§ **Dataset entries**:
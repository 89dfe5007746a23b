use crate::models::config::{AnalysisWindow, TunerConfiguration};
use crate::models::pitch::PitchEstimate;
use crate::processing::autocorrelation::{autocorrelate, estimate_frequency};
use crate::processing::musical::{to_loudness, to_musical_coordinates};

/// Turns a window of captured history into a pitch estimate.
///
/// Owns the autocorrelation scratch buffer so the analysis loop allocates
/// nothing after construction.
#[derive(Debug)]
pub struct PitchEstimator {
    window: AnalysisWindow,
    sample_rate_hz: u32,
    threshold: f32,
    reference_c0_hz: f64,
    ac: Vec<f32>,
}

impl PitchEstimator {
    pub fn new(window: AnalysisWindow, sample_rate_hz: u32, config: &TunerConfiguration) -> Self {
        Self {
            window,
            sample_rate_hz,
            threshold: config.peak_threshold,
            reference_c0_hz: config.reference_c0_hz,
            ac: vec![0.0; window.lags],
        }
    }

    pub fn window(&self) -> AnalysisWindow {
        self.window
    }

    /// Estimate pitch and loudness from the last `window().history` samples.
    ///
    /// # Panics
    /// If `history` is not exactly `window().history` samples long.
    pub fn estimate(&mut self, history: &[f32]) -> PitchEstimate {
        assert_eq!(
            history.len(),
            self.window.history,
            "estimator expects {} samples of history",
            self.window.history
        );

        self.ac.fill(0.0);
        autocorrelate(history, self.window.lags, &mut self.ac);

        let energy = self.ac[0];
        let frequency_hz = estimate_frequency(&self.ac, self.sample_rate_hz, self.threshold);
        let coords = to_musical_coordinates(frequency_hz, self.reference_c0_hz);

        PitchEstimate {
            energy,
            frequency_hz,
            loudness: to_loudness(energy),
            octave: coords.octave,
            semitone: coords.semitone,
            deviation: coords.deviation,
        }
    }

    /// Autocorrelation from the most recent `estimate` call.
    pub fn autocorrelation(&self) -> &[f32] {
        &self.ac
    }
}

§ **WHAT THE TASK REQUIRES**: Could you reproduce all of the entries above exactly?

§ **EXPECTED ANSWER**:
repository 89dfe5007746a23b
use crate::models::config::{AnalysisWindow, TunerConfiguration};
use crate::models::pitch::PitchEstimate;
use crate::processing::autocorrelation::{autocorrelate, estimate_frequency};
use crate::processing::musical::{to_loudness, to_musical_coordinates};

/// Turns a window of captured history into a pitch estimate.
///
/// Owns the autocorrelation scratch buffer so the analysis loop allocates
/// nothing after construction.
#[derive(Debug)]
pub struct PitchEstimator {
    window: AnalysisWindow,
    sample_rate_hz: u32,
    threshold: f32,
    reference_c0_hz: f64,
    ac: Vec<f32>,
}

impl PitchEstimator {
    pub fn new(window: AnalysisWindow, sample_rate_hz: u32, config: &TunerConfiguration) -> Self {
        Self {
            window,
            sample_rate_hz,
            threshold: config.peak_threshold,
            reference_c0_hz: config.reference_c0_hz,
            ac: vec![0.0; window.lags],
        }
    }

    pub fn window(&self) -> AnalysisWindow {
        self.window
    }

    /// Estimate pitch and loudness from the last `window().history` samples.
    ///
    /// # Panics
    /// If `history` is not exactly `window().history` samples long.
    pub fn estimate(&mut self, history: &[f32]) -> PitchEstimate {
        assert_eq!(
            history.len(),
            self.window.history,
            "estimator expects {} samples of history",
            self.window.history
        );

        self.ac.fill(0.0);
        autocorrelate(history, self.window.lags, &mut self.ac);

        let energy = self.ac[0];
        let frequency_hz = estimate_frequency(&self.ac, self.sample_rate_hz, self.threshold);
        let coords = to_musical_coordinates(frequency_hz, self.reference_c0_hz);

        PitchEstimate {
            energy,
            frequency_hz,
            loudness: to_loudness(energy),
            octave: coords.octave,
            semitone: coords.semitone,
            deviation: coords.deviation,
        }
    }

    /// Autocorrelation from the most recent `estimate` call.
    pub fn autocorrelation(&self) -> &[f32] {
        &self.ac
    }
}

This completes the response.